WHAT IS EXPECTED
Reproduce exactly, from the data that follows, the line with "pub trait AnalyticalApply: Send", the line with "pub struct SyncPolicy", and every line that lies between them.

Excerpts from a dataset:
--- START ---

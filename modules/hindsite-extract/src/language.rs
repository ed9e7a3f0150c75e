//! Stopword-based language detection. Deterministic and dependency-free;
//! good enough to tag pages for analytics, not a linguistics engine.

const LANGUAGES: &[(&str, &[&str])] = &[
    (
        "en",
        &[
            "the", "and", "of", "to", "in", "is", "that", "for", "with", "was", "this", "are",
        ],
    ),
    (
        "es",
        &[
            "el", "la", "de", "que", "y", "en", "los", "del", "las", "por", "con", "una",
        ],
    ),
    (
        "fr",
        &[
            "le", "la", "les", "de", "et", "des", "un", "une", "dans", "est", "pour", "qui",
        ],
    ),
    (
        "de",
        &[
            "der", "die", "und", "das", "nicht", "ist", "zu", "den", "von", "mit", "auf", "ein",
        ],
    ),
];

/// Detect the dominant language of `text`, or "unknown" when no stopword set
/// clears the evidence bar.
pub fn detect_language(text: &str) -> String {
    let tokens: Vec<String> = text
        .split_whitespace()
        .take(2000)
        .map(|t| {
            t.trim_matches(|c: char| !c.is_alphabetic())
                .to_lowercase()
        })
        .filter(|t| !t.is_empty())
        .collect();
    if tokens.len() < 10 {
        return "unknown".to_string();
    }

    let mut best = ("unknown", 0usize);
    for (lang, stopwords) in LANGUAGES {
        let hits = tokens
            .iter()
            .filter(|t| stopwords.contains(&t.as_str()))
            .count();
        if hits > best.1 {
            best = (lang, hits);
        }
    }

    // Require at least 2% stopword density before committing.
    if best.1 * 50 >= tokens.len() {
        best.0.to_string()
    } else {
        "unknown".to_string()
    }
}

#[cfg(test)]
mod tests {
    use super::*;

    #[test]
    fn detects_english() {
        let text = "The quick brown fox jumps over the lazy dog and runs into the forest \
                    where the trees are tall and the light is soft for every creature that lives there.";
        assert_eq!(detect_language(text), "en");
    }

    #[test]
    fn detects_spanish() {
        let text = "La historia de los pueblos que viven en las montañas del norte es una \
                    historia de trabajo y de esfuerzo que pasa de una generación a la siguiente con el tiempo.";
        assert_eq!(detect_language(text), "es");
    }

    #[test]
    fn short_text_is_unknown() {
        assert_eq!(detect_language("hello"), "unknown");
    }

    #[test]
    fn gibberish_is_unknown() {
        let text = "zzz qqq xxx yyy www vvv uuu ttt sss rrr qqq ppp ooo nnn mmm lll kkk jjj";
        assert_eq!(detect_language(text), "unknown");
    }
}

--- END ---
--- START ---

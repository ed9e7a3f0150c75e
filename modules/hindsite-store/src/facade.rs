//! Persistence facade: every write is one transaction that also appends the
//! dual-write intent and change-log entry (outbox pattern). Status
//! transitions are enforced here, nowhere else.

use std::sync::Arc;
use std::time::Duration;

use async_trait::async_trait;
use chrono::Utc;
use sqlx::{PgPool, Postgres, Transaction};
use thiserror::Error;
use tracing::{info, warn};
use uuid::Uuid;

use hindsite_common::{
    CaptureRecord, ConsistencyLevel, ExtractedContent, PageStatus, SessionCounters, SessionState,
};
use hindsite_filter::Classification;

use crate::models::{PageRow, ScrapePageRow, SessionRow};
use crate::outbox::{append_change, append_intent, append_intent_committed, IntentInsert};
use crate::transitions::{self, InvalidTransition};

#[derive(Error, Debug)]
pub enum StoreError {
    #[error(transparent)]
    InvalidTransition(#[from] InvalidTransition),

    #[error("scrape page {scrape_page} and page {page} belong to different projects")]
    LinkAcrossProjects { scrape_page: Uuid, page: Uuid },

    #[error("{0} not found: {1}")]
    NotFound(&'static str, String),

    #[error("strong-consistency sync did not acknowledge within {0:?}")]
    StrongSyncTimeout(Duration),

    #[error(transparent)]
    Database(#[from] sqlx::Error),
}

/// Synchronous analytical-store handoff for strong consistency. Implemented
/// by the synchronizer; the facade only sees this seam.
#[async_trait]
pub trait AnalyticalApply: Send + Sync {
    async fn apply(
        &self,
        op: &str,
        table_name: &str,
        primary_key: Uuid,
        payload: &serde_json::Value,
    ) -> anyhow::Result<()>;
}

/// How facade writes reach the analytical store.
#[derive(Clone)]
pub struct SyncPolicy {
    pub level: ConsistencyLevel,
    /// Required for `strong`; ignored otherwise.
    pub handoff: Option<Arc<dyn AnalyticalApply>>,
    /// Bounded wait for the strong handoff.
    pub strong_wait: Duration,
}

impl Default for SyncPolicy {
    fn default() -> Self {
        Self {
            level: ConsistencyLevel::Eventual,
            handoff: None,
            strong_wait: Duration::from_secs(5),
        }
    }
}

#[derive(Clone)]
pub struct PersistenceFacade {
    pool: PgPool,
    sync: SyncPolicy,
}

--- END ---

RESPONSE TO THE EXERCISE
pub trait AnalyticalApply: Send + Sync {
    async fn apply(
        &self,
        op: &str,
        table_name: &str,
        primary_key: Uuid,
        payload: &serde_json::Value,
    ) -> anyhow::Result<()>;
}

/// How facade writes reach the analytical store.
#[derive(Clone)]
pub struct SyncPolicy {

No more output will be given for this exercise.